┌─ Provided entries

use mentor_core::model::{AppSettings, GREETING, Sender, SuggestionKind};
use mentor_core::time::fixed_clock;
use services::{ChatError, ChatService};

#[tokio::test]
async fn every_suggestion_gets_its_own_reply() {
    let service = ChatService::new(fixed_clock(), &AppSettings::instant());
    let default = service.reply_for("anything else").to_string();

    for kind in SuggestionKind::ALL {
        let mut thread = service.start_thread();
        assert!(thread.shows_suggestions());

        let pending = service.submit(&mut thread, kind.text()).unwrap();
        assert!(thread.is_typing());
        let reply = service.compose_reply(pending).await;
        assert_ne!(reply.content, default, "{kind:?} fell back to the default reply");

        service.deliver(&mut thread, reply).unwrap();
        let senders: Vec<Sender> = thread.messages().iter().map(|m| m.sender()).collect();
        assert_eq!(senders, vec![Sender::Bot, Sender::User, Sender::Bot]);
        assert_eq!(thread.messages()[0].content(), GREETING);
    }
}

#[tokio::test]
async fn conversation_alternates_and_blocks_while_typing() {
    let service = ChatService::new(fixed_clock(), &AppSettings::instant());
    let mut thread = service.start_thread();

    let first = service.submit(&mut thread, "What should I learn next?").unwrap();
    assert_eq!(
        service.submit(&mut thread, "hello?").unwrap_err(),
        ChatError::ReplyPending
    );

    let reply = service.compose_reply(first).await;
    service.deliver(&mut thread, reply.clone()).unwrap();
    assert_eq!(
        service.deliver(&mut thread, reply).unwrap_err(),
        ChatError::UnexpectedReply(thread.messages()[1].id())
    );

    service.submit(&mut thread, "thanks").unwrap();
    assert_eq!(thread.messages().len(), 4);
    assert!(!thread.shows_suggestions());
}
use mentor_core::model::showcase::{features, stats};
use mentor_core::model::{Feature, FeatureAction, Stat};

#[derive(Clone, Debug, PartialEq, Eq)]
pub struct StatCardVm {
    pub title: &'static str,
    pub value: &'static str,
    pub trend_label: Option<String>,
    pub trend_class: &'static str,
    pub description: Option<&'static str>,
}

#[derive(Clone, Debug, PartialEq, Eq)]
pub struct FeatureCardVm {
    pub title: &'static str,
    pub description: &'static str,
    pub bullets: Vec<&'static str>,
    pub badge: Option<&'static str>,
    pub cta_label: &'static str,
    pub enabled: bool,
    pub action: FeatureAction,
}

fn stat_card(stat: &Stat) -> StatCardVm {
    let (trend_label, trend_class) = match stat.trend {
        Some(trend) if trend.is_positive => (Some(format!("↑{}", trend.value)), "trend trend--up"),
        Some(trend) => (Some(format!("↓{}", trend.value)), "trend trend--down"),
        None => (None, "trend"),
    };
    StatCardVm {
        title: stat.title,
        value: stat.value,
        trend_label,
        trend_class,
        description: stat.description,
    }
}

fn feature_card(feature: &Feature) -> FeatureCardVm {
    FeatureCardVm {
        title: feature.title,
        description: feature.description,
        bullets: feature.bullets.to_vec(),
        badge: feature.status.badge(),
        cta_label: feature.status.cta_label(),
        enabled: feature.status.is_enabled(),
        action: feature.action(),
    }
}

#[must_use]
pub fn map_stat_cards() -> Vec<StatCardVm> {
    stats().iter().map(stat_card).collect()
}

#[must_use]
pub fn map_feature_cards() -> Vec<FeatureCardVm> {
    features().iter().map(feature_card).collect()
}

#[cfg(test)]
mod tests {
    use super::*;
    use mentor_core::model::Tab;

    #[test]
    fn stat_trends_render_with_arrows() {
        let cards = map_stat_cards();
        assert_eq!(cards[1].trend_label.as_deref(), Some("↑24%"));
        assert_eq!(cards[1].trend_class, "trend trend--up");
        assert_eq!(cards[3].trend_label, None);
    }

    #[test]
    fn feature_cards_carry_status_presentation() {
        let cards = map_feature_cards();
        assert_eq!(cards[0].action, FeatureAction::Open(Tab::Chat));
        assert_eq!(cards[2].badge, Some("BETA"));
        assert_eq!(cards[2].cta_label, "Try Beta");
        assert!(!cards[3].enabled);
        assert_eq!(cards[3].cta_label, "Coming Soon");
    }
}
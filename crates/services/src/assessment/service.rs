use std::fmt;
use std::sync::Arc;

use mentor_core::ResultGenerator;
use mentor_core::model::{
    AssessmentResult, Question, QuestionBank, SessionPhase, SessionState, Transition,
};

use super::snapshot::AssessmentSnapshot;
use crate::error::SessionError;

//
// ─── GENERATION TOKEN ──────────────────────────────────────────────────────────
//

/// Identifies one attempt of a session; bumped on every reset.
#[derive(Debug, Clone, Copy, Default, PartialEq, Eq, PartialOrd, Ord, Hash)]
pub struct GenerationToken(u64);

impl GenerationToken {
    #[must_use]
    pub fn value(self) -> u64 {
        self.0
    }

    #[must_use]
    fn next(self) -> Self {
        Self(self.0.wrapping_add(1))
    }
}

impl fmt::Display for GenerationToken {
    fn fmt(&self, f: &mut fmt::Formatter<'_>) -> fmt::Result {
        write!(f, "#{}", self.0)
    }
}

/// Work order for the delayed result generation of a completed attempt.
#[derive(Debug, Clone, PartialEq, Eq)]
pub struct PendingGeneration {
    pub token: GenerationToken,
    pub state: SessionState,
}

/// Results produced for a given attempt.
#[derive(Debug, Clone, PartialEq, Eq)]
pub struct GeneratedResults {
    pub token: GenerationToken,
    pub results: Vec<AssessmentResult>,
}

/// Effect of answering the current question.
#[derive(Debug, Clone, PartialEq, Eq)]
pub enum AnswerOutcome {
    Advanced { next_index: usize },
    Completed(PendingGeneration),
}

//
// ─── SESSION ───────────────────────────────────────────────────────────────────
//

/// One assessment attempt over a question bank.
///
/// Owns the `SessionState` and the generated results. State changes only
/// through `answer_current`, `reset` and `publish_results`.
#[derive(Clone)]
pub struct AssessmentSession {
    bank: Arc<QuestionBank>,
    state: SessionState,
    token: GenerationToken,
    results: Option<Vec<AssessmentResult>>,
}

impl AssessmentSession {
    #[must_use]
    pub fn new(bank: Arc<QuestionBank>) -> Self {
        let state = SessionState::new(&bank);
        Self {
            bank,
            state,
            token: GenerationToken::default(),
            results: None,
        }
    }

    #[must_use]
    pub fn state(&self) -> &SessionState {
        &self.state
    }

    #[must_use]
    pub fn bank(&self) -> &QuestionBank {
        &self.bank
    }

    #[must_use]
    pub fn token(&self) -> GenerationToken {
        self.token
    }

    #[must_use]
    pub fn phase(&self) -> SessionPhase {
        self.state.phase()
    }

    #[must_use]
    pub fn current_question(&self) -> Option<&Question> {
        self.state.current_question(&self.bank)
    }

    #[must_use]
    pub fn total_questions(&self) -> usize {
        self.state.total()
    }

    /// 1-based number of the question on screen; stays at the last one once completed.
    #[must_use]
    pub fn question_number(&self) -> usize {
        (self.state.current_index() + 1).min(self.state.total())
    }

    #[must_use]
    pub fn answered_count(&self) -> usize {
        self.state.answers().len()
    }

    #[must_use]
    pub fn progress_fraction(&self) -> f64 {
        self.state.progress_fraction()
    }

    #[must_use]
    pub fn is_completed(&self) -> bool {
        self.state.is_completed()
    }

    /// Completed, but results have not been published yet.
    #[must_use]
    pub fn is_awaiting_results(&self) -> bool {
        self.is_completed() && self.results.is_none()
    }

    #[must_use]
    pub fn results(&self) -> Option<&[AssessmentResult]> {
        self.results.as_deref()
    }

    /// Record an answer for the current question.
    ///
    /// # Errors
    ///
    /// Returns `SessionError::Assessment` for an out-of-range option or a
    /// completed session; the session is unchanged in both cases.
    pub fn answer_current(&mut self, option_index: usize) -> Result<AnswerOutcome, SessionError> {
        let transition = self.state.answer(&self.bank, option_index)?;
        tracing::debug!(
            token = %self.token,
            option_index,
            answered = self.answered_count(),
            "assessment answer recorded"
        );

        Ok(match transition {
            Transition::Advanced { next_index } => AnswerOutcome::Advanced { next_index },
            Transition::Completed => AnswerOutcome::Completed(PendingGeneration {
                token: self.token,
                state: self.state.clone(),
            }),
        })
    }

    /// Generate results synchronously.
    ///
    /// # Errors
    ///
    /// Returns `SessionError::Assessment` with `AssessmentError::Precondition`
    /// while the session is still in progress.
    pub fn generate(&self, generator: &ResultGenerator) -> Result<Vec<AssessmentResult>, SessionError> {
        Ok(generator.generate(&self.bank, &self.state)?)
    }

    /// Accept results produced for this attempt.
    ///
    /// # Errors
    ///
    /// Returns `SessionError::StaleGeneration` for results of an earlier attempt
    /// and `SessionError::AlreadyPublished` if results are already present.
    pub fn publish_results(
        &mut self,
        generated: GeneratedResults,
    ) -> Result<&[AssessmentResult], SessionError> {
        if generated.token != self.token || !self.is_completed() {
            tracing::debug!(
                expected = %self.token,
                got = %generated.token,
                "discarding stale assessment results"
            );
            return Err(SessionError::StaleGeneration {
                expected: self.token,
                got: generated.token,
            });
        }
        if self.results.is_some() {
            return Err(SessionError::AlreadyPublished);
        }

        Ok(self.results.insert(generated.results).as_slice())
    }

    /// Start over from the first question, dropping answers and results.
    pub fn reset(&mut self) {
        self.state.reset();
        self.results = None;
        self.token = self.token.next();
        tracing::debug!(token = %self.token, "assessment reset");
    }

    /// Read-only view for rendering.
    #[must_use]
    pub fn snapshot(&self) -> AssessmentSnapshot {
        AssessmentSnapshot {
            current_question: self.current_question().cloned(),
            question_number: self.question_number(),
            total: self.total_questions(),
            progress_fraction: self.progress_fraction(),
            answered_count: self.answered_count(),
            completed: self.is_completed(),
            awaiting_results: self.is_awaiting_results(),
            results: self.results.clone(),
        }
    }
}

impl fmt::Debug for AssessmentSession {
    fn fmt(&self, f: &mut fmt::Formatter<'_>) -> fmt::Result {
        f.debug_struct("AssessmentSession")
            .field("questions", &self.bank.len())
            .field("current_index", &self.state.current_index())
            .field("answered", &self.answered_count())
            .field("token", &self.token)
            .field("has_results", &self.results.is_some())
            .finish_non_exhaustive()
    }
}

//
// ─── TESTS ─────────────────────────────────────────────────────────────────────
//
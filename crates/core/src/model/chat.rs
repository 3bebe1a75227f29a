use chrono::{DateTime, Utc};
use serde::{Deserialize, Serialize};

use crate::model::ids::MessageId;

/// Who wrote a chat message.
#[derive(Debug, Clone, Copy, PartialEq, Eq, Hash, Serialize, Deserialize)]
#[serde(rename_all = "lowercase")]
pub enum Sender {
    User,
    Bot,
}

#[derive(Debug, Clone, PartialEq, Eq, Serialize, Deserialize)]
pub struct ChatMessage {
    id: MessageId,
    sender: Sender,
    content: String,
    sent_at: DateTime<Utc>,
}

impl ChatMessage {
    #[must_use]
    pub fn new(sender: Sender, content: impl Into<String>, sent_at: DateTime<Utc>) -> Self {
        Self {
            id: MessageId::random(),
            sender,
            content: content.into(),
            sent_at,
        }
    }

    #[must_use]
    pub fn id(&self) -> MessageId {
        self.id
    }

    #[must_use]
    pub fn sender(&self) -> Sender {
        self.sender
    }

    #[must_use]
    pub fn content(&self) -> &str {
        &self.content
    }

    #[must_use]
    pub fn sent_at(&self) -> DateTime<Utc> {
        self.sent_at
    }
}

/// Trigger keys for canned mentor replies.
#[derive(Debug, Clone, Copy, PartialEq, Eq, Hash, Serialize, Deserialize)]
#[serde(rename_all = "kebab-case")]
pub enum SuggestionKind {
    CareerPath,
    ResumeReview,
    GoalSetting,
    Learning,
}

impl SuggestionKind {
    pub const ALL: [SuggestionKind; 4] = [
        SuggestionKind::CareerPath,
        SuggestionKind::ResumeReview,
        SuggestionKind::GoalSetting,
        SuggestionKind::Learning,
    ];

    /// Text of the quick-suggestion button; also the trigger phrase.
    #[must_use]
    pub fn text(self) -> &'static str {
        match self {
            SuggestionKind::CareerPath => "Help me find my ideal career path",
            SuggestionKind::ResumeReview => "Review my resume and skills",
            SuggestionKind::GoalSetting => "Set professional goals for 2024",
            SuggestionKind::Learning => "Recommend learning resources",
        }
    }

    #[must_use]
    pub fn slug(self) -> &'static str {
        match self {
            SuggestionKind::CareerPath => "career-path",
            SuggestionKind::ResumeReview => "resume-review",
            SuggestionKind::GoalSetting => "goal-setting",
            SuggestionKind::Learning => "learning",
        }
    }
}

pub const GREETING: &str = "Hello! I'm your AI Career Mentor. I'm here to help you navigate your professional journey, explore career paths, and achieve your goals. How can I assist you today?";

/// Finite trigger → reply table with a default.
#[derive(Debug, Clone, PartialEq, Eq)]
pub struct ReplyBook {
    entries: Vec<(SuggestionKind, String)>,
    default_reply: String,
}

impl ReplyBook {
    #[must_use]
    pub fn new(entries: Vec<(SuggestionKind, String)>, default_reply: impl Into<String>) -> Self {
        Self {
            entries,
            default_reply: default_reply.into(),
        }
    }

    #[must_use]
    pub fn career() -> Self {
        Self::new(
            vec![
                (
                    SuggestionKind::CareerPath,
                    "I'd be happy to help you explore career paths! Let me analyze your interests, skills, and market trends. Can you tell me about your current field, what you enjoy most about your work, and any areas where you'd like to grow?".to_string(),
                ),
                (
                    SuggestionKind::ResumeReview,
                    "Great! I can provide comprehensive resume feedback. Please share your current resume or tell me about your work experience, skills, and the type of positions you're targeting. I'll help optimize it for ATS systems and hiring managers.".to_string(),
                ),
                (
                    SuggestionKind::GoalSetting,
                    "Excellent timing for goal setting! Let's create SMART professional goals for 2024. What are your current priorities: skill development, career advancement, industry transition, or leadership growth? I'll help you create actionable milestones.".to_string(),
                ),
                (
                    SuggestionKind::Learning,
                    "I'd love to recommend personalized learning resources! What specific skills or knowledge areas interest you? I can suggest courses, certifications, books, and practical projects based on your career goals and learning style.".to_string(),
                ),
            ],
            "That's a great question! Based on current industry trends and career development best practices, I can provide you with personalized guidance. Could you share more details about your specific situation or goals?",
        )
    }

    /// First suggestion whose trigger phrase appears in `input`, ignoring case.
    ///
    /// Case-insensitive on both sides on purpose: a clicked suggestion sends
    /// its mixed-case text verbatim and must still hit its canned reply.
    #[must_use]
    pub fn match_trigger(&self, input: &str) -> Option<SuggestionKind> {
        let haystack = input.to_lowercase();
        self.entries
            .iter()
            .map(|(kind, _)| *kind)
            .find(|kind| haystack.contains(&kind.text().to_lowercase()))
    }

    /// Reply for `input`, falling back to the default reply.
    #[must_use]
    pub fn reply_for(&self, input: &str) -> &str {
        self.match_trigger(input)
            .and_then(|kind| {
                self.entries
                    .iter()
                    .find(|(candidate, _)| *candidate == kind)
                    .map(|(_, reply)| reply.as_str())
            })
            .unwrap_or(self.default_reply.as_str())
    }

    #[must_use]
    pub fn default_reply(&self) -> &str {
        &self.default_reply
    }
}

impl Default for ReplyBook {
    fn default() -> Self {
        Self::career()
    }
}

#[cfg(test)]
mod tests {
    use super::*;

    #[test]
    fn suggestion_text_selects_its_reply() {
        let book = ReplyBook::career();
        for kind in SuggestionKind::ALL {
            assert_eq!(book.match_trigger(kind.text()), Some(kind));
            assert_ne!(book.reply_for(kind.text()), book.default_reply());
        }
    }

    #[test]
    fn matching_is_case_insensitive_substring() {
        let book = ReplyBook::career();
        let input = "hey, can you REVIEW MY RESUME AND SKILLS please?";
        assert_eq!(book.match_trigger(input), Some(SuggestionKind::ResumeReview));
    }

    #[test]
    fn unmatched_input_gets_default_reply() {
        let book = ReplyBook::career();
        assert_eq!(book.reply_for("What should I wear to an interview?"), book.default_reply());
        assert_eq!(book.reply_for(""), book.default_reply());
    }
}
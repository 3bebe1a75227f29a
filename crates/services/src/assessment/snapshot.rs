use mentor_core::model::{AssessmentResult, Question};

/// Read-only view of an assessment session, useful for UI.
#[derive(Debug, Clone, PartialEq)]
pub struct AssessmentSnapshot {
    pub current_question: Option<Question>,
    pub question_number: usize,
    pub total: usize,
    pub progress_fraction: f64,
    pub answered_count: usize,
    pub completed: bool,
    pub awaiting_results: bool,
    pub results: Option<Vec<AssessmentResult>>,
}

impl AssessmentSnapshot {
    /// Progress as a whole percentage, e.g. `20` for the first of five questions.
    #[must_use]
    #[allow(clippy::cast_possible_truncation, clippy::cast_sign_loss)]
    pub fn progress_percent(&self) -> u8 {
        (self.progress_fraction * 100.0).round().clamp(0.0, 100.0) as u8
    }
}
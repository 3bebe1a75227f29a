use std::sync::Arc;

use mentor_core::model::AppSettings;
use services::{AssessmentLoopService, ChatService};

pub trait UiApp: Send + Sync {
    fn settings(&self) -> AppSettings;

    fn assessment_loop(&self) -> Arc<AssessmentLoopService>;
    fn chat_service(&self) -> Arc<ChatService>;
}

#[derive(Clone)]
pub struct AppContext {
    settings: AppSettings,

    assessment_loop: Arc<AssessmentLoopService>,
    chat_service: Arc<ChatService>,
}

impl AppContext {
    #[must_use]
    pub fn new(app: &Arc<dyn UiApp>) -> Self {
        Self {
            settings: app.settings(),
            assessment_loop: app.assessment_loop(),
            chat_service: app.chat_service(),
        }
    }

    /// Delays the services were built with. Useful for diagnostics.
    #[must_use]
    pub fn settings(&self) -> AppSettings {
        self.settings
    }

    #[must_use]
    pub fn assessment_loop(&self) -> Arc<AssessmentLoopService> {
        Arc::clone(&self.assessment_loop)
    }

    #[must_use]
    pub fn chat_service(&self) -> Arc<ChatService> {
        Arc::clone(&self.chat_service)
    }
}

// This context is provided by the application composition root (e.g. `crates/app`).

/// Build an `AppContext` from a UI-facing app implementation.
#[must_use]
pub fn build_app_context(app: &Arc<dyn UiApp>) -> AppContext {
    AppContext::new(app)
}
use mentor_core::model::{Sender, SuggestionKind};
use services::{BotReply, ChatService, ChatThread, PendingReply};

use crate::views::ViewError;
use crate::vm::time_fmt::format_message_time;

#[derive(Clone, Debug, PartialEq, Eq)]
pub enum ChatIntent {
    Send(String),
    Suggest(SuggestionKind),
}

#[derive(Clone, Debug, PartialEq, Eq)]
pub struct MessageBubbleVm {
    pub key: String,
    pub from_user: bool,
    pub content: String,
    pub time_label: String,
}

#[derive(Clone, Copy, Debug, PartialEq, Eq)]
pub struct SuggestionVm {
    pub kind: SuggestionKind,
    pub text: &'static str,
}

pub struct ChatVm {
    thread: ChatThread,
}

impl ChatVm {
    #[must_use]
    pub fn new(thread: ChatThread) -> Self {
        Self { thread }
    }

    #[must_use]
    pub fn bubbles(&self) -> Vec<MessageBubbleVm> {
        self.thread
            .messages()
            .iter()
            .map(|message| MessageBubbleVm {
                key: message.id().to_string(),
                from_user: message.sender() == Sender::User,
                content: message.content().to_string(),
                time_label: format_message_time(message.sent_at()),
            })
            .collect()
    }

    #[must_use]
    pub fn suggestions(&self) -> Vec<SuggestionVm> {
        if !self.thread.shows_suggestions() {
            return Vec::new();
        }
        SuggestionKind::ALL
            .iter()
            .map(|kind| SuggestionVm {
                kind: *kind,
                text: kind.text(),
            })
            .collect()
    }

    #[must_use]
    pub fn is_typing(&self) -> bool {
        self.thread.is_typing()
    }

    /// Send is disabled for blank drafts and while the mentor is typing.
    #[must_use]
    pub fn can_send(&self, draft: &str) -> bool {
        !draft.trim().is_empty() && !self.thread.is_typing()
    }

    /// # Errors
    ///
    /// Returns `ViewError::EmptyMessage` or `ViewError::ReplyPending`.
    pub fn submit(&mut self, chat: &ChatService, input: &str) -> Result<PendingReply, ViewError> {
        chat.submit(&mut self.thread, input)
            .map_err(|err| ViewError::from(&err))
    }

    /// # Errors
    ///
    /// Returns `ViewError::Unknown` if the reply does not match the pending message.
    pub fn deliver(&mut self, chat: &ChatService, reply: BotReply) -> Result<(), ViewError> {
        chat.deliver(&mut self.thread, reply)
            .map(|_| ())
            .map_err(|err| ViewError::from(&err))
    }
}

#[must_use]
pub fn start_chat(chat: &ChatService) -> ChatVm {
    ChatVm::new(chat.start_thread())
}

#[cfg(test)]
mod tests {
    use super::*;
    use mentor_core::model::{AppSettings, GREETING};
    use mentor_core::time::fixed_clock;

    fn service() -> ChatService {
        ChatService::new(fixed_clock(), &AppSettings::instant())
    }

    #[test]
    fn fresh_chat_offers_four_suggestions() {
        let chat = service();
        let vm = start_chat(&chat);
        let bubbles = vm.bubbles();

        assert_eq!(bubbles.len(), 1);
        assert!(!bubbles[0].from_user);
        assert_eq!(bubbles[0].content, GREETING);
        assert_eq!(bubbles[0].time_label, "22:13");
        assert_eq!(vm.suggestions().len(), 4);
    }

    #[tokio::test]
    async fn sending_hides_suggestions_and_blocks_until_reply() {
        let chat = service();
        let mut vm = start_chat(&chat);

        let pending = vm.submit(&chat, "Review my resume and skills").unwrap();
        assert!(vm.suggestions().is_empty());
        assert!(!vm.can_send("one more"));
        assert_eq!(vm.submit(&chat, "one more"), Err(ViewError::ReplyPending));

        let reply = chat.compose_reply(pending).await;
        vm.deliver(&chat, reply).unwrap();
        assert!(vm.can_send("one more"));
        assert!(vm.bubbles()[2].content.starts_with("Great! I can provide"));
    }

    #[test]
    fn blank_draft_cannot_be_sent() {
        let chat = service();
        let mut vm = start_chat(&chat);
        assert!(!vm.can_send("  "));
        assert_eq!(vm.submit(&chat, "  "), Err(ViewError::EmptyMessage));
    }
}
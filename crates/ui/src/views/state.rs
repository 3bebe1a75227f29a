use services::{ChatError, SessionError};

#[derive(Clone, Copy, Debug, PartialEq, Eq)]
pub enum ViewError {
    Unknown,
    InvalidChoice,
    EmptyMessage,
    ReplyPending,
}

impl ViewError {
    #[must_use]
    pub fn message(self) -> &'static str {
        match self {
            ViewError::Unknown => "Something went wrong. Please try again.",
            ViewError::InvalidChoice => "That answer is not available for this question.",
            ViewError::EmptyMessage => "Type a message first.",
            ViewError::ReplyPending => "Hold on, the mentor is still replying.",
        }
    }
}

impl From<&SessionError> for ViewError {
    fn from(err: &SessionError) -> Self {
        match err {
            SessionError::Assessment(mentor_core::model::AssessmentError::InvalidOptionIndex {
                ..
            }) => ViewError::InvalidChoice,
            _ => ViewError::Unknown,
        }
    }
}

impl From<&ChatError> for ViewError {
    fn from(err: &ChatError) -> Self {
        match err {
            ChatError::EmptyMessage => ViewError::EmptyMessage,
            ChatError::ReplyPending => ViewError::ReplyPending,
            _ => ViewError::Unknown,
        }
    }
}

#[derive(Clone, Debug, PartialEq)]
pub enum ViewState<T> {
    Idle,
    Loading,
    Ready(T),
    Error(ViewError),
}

└─

What the exercise asks:
Copy every line that contains "CareerPath" from the listing above.

Solution below:
    CareerPath,
        SuggestionKind::CareerPath,
            SuggestionKind::CareerPath => "Help me find my ideal career path",
            SuggestionKind::CareerPath => "career-path",
                    SuggestionKind::CareerPath,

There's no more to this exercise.